En sosegado y acompasado soneto sobre la lectura, cancionó Quevedo: “con pocos pero doctos libros juntos/ vivo en conversación con los difuntos/ y escucho con mis ojos a los muertos”. Cuando se leen biografías, además, se escucha y se dialoga con esos grandes personajes biografiados. Y se aprende de ellos. Al presidente Petro bien le valdría la pena, para superar esta situación tan pantanosa en la que nos tiene, leer y mezclar muchas biografías. Le recomiendo la de Konrad Adenauer y su principal virtud: la prudencia.
Kissinger, sobre Adenauer, el reconstructor de Alemania después de la guerra, se refiere a este como “la estrategia de la humildad”. No tan cierto. Lo refuta su exjefe Nixon. Este, en su libro “Líderes”, muy anterior, trae varias anécdotas. A un periodista, Adenauer no le respondió pero sí le dijo: con esa pregunta usted no ingresaría al servicio exterior; a un parlamentario de la oposición que lo elogiaba, le increpó: la diferencia entre usted y yo es que yo tuve razón a tiempo. Autoritario, lo llamaron “el Mussolini alemán; y también un “Maquiavelo despiadado”. Implacable y sarcástico.
Ningún humilde, pero con dos excelencias. La prudencia, y luego su moral y sus capacidades puestas al servicio de su agobiada nación. Ambas virtudes están en duda en el caso de Gustavo Petro. Así lo atestiguan algunos de sus comportamientos. Según los sicólogos el poder hace que la persona aprecie y valore las circunstancias desde un plano superior. Se pierde el “polo a tierra”. Y así le resultará esquiva la prudencia.

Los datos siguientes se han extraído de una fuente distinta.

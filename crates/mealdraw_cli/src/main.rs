//! Command-line front end for the MealDraw core.
//!
//! # Responsibility
//! - Map subcommands onto core services over one SQLite connection.
//! - Print results as plain text; failures exit non-zero with a message.

use chrono::{Local, NaiveDate};
use clap::{Args, Parser, Subcommand};
use log::{error, info};
use mealdraw_core::filter::facets::{
    options_for, recipe_filters, restaurant_filters, sport_filters, GROUP_ALLERGEN, GROUP_DIET,
    GROUP_GOAL, GROUP_INTENSITY, GROUP_LOCATION, GROUP_MEAL, GROUP_TYPE,
};
use mealdraw_core::model::tags::card_labels;
use mealdraw_core::{
    import_catalog_file, init_from_config, open_db, recipe_filters_for, AppConfig, CatalogId,
    Connection, DrawOutcome, DrawService, FavoriteService, FilterSet, HomeService,
    ProfileService, Recipe, RecipeDrawRequest, RecipeService, Restaurant, Sport,
    SqliteCatalogRepository, SqliteFavoriteRepository, SqliteProfileRepository, UserId,
};
use rand::rngs::StdRng;
use rand::SeedableRng;
use std::path::PathBuf;
use std::process::ExitCode;

#[derive(Parser, Debug)]
#[command(name = "mealdraw", author, version, about)]
struct Cli {
    /// Optional TOML config file.
    #[arg(long, global = true)]
    config: Option<PathBuf>,

    /// Database path; overrides config and environment.
    #[arg(long, global = true)]
    db: Option<PathBuf>,

    #[command(subcommand)]
    command: Command,
}

#[derive(Subcommand, Debug)]
enum Command {
    /// Load a JSON catalog document.
    Import { file: PathBuf },
    /// List recipes, newest first.
    Recipes {
        #[arg(long)]
        search: Option<String>,
    },
    /// Show one recipe in full.
    Recipe { id: CatalogId },
    /// Draw a random recipe, restaurant or exercise.
    #[command(subcommand)]
    Draw(DrawCommand),
    #[command(subcommand)]
    Profile(ProfileCommand),
    #[command(subcommand)]
    Favorite(FavoriteCommand),
    /// Recipe of the day and health tips.
    Home {
        /// Day to show, as YYYY-MM-DD; defaults to today.
        #[arg(long)]
        date: Option<NaiveDate>,
        /// How many tips to print from the carousel.
        #[arg(long, default_value_t = 1)]
        tips: usize,
    },
    /// Print the known values of a filter group.
    Options { group: String },
}

#[derive(Args, Debug)]
struct DrawArgs {
    /// Fixed seed for a repeatable draw.
    #[arg(long)]
    seed: Option<u64>,
}

#[derive(Subcommand, Debug)]
enum DrawCommand {
    Recipe {
        #[arg(long)]
        meal: Option<String>,
        #[arg(long = "goal")]
        goals: Vec<String>,
        #[arg(long)]
        diet: Option<String>,
        #[arg(long = "allergen")]
        allergens: Vec<String>,
        /// Keep only recipes whose title or tags contain this term.
        #[arg(long)]
        search: Option<String>,
        /// Start from this user's saved profile.
        #[arg(long)]
        user: Option<UserId>,
        #[command(flatten)]
        draw: DrawArgs,
    },
    Restaurant {
        #[arg(long)]
        location: Option<String>,
        #[arg(long = "type")]
        kind: Option<String>,
        #[command(flatten)]
        draw: DrawArgs,
    },
    Sport {
        #[arg(long = "intensity")]
        intensities: Vec<String>,
        #[command(flatten)]
        draw: DrawArgs,
    },
}

#[derive(Subcommand, Debug)]
enum ProfileCommand {
    Show {
        #[arg(long)]
        user: UserId,
    },
    /// Replace profile fields; omitted fields keep their stored value.
    Set {
        #[arg(long)]
        user: UserId,
        #[arg(long)]
        diet: Option<String>,
        #[arg(long = "goal")]
        goals: Option<Vec<String>>,
        #[arg(long = "allergen")]
        allergens: Option<Vec<String>>,
    },
    /// Flip one goal or allergen.
    Toggle {
        #[arg(long)]
        user: UserId,
        #[arg(long, conflicts_with = "allergen", required_unless_present = "allergen")]
        goal: Option<String>,
        #[arg(long)]
        allergen: Option<String>,
    },
}

#[derive(Subcommand, Debug)]
enum FavoriteCommand {
    Toggle {
        #[arg(long)]
        user: UserId,
        recipe_id: CatalogId,
    },
    Status {
        #[arg(long)]
        user: UserId,
        recipe_id: CatalogId,
    },
    List {
        #[arg(long)]
        user: UserId,
    },
}

fn main() -> ExitCode {
    let cli = Cli::parse();
    match run(cli) {
        Ok(()) => ExitCode::SUCCESS,
        Err(message) => {
            error!("event=cli_exit module=cli status=error error={message}");
            eprintln!("error: {message}");
            ExitCode::FAILURE
        }
    }
}

fn run(cli: Cli) -> Result<(), String> {
    let mut config = AppConfig::load(cli.config.as_deref()).map_err(|err| err.to_string())?;
    if let Some(db) = cli.db {
        config.override_db_path(db);
    }
    if let Err(err) = init_from_config(&config) {
        eprintln!("warning: logging disabled: {err}");
    }

    info!(
        "event=cli_start module=cli status=ok db_path={}",
        config.db_path.display()
    );

    let mut conn = open_db(&config.db_path).map_err(|err| err.to_string())?;

    match cli.command {
        Command::Import { file } => {
            let summary = import_catalog_file(&mut conn, &file).map_err(|err| err.to_string())?;
            println!(
                "imported {} records (recipes={} restaurants={} sports={} daily_tips={})",
                summary.total(),
                summary.recipes,
                summary.restaurants,
                summary.sports,
                summary.daily_tips
            );
        }
        Command::Recipes { search } => {
            let service = RecipeService::new(SqliteCatalogRepository::new(&conn));
            let result = service
                .list_recipes(search.as_deref())
                .map_err(|err| err.to_string())?;
            if let Some(term) = &result.search_term {
                println!("search \"{term}\": {} recipe(s)", result.items.len());
            }
            for recipe in &result.items {
                print_recipe_card(recipe);
            }
        }
        Command::Recipe { id } => {
            let service = RecipeService::new(SqliteCatalogRepository::new(&conn));
            let recipe = service.get_recipe(id).map_err(|err| err.to_string())?;
            print_recipe_detail(&recipe);
        }
        Command::Draw(command) => run_draw(&conn, command)?,
        Command::Profile(command) => run_profile(&conn, command)?,
        Command::Favorite(command) => run_favorite(&conn, command)?,
        Command::Home { date, tips } => {
            let service = HomeService::new(SqliteCatalogRepository::new(&conn));
            let date = date.unwrap_or_else(|| Local::now().date_naive());
            let mut view = service.home(date).map_err(|err| err.to_string())?;
            println!("{date}");
            match &view.daily_recipe {
                Some(recipe) => {
                    println!("recipe of the day:");
                    print_recipe_card(recipe);
                }
                None => println!("recipe of the day: (catalog is empty)"),
            }
            for _ in 0..tips.min(view.tips.len()) {
                if let Some(tip) = view.tips.current() {
                    println!("tip: {}", tip.content);
                }
                view.tips.advance();
            }
        }
        Command::Options { group } => {
            let options =
                options_for(&group).ok_or_else(|| format!("unknown filter group `{group}`"))?;
            for option in options {
                println!("{option}");
            }
        }
    }
    Ok(())
}

fn run_draw(conn: &Connection, command: DrawCommand) -> Result<(), String> {
    let service = DrawService::new(SqliteCatalogRepository::new(conn));
    match command {
        DrawCommand::Recipe {
            meal,
            goals,
            diet,
            allergens,
            search,
            user,
            draw,
        } => {
            let mut filters = match user {
                Some(user_id) => {
                    let profiles = ProfileService::new(SqliteProfileRepository::new(conn));
                    let profile = profiles
                        .load_profile(user_id)
                        .map_err(|err| err.to_string())?;
                    recipe_filters_for(&profile).map_err(|err| err.to_string())?
                }
                None => recipe_filters(),
            };
            apply_single(&mut filters, GROUP_MEAL, meal)?;
            apply_single(&mut filters, GROUP_DIET, diet)?;
            apply_multi(&mut filters, GROUP_GOAL, &goals)?;
            apply_multi(&mut filters, GROUP_ALLERGEN, &allergens)?;

            let mut request = RecipeDrawRequest::new(filters);
            if let Some(term) = search {
                request = request.with_search(term);
            }
            let outcome = service
                .draw_recipe(&request, &mut rng_for(&draw))
                .map_err(|err| err.to_string())?;
            print_outcome(&outcome, print_recipe_card);
        }
        DrawCommand::Restaurant {
            location,
            kind,
            draw,
        } => {
            let mut filters = restaurant_filters();
            apply_single(&mut filters, GROUP_LOCATION, location)?;
            apply_single(&mut filters, GROUP_TYPE, kind)?;
            let outcome = service
                .draw_restaurant(&filters, &mut rng_for(&draw))
                .map_err(|err| err.to_string())?;
            print_outcome(&outcome, print_restaurant);
        }
        DrawCommand::Sport { intensities, draw } => {
            let mut filters = sport_filters();
            apply_multi(&mut filters, GROUP_INTENSITY, &intensities)?;
            let outcome = service
                .draw_sport(&filters, &mut rng_for(&draw))
                .map_err(|err| err.to_string())?;
            print_outcome(&outcome, print_sport);
        }
    }
    Ok(())
}

fn run_profile(conn: &Connection, command: ProfileCommand) -> Result<(), String> {
    let service = ProfileService::new(SqliteProfileRepository::new(conn));
    let profile = match command {
        ProfileCommand::Show { user } => service.load_profile(user),
        ProfileCommand::Set {
            user,
            diet,
            goals,
            allergens,
        } => service.update_profile(user, |profile| {
            if let Some(diet) = diet {
                profile.set_dietary_habit(&diet);
            }
            if let Some(goals) = goals {
                profile.health_goals = goals;
            }
            if let Some(allergens) = allergens {
                profile.allergens = allergens;
            }
        }),
        ProfileCommand::Toggle {
            user,
            goal,
            allergen,
        } => service.update_profile(user, |profile| {
            if let Some(goal) = goal {
                profile.toggle_goal(&goal);
            }
            if let Some(allergen) = allergen {
                profile.toggle_allergen(&allergen);
            }
        }),
    }
    .map_err(|err| err.to_string())?;

    println!("user: {}", profile.user_id);
    println!("diet: {}", profile.dietary_habit);
    println!("goals: {}", profile.health_goals.join(", "));
    println!("allergens: {}", profile.allergens.join(", "));
    Ok(())
}

fn run_favorite(conn: &Connection, command: FavoriteCommand) -> Result<(), String> {
    let service = FavoriteService::new(SqliteFavoriteRepository::new(conn));
    match command {
        FavoriteCommand::Toggle { user, recipe_id } => {
            let now = service
                .toggle_favorite(user, recipe_id)
                .map_err(|err| err.to_string())?;
            println!(
                "recipe {recipe_id} {}",
                if now { "added to favorites" } else { "removed from favorites" }
            );
        }
        FavoriteCommand::Status { user, recipe_id } => {
            let is_favorite = service
                .is_favorite(user, recipe_id)
                .map_err(|err| err.to_string())?;
            println!("{is_favorite}");
        }
        FavoriteCommand::List { user } => {
            let recipes = service.list_favorites(user).map_err(|err| err.to_string())?;
            if recipes.is_empty() {
                println!("no favorites yet");
            }
            for recipe in &recipes {
                print_recipe_card(recipe);
            }
        }
    }
    Ok(())
}

fn apply_single(filters: &mut FilterSet, group: &str, value: Option<String>) -> Result<(), String> {
    match value {
        Some(value) => filters
            .set_values(group, [value])
            .map_err(|err| err.to_string()),
        None => Ok(()),
    }
}

/// Replaces a multi-select group when at least one value was passed.
fn apply_multi(filters: &mut FilterSet, group: &str, values: &[String]) -> Result<(), String> {
    if values.is_empty() {
        return Ok(());
    }
    filters
        .set_values(group, values)
        .map_err(|err| err.to_string())
}

fn rng_for(args: &DrawArgs) -> StdRng {
    match args.seed {
        Some(seed) => StdRng::seed_from_u64(seed),
        None => StdRng::from_entropy(),
    }
}

fn print_outcome<T>(outcome: &DrawOutcome<T>, print_item: fn(&T)) {
    match outcome {
        DrawOutcome::Picked { item, eligible } => {
            println!("drawn from {eligible} match(es):");
            print_item(item);
        }
        DrawOutcome::NoMatch { catalog_size } => {
            println!("no match among {catalog_size} record(s); try loosening the filters");
        }
    }
}

fn print_recipe_card(recipe: &Recipe) {
    let labels = card_labels(&recipe.tags, 3);
    if labels.is_empty() {
        println!("  #{} {}", recipe.id, recipe.title);
    } else {
        println!("  #{} {} [{}]", recipe.id, recipe.title, labels.join(", "));
    }
}

fn print_recipe_detail(recipe: &Recipe) {
    println!("#{} {}", recipe.id, recipe.title);
    if !recipe.description.is_empty() {
        println!("{}", recipe.description);
    }
    println!("tags: {}", recipe.tags.display_tags().join(", "));
    if let Some(minutes) = recipe.duration_min {
        println!("duration: {minutes} min");
    }
    if let Some(calories) = recipe.calories {
        println!("calories: {calories} kcal");
    }
    if !recipe.ingredients.is_empty() {
        println!("ingredients:");
        for ingredient in &recipe.ingredients {
            println!("  - {ingredient}");
        }
    }
    for (step, instruction) in recipe.instructions.iter().enumerate() {
        println!("{}. {instruction}", step + 1);
    }
}

fn print_restaurant(restaurant: &Restaurant) {
    println!(
        "  #{} {} ({} / {})",
        restaurant.id,
        restaurant.name,
        restaurant.location.display_tags().join(", "),
        restaurant.kind.display_tags().join(", ")
    );
    if let Some(rating) = restaurant.rating {
        println!("  rating: {rating:.1}");
    }
    if let Some(address) = &restaurant.address {
        println!("  address: {address}");
    }
    if let Some(map_url) = &restaurant.map_url {
        println!("  map: {map_url}");
    }
}

fn print_sport(sport: &Sport) {
    println!(
        "  #{} {} [{}]",
        sport.id,
        sport.name,
        sport.intensity.display_tags().join(", ")
    );
    if let Some(duration) = &sport.duration {
        println!("  duration: {duration}");
    }
    if let Some(instruction) = &sport.instruction {
        println!("  {instruction}");
    }
}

La prudencia es virtud germinal, pues sin ella las demás virtudes padecerán por defecto o por exceso, y por ello dejarán de serlo. Recordar a Aristóteles y el justo medio. Prudencia, una ecuanimidad siempre presente. Prudencia, que va unida a la paciencia, pues esta última es como una prudencia esperando. Coherencia interior al no dejarse seducir por la vanidad, el oportunismo o la venganza. La debida contención. Saber reaccionar y responder y darse tiempo para discernir. Un manejo tranquilo, tanto de la debilidad como de la fortaleza. Una fina intuición de lo que requieren el instante y sus circunstancias. Si al poderoso lo acechan tantas posibilidades de incurrir en peligros y desmanes, la prudencia le servirá de amable contención.
Un arte de la escucha interna. El antiegoísmo. Una renuncia, cuando esta procede. Como en el ballet clásico, pero una estética del alma. Por su armonía y por su ecuanimidad inspirará confianza. En la derrota Adenauer les inculcó a sus compatriotas la máxima de Spinoza: “no llores, no odies, pero comprende”.
Igual a los aliados, los vencedores. Como sabía que las equivocaciones de un gobernante las sufren sus pueblos, su lema fue “nada de experimentos”. Insisto: “nada de experimentos”.
Su reconstrucción de Alemania después de la derrota en la guerra, empezó, no desde un cero sino con algo más negativo. El país físicamente destruido. Peor estaba la parte del alma nacional: sin instituciones, con sus dirigentes manchados, con una gran culpa. Y siempre su prudencia. Y me faltaba el título de la biografía de Terence Prittie: “Adenauer, un estudio sobre la fortaleza”.
Nietzsche, en “Así hablaba Zaratustra”, imaginaba una hipótesis escalofriante: un rebaño sin pastor. Así había quedado Alemania. Aquí me asusta más este pastor que conduce a su rebaño con brío… con el brío de su sola imprudencia.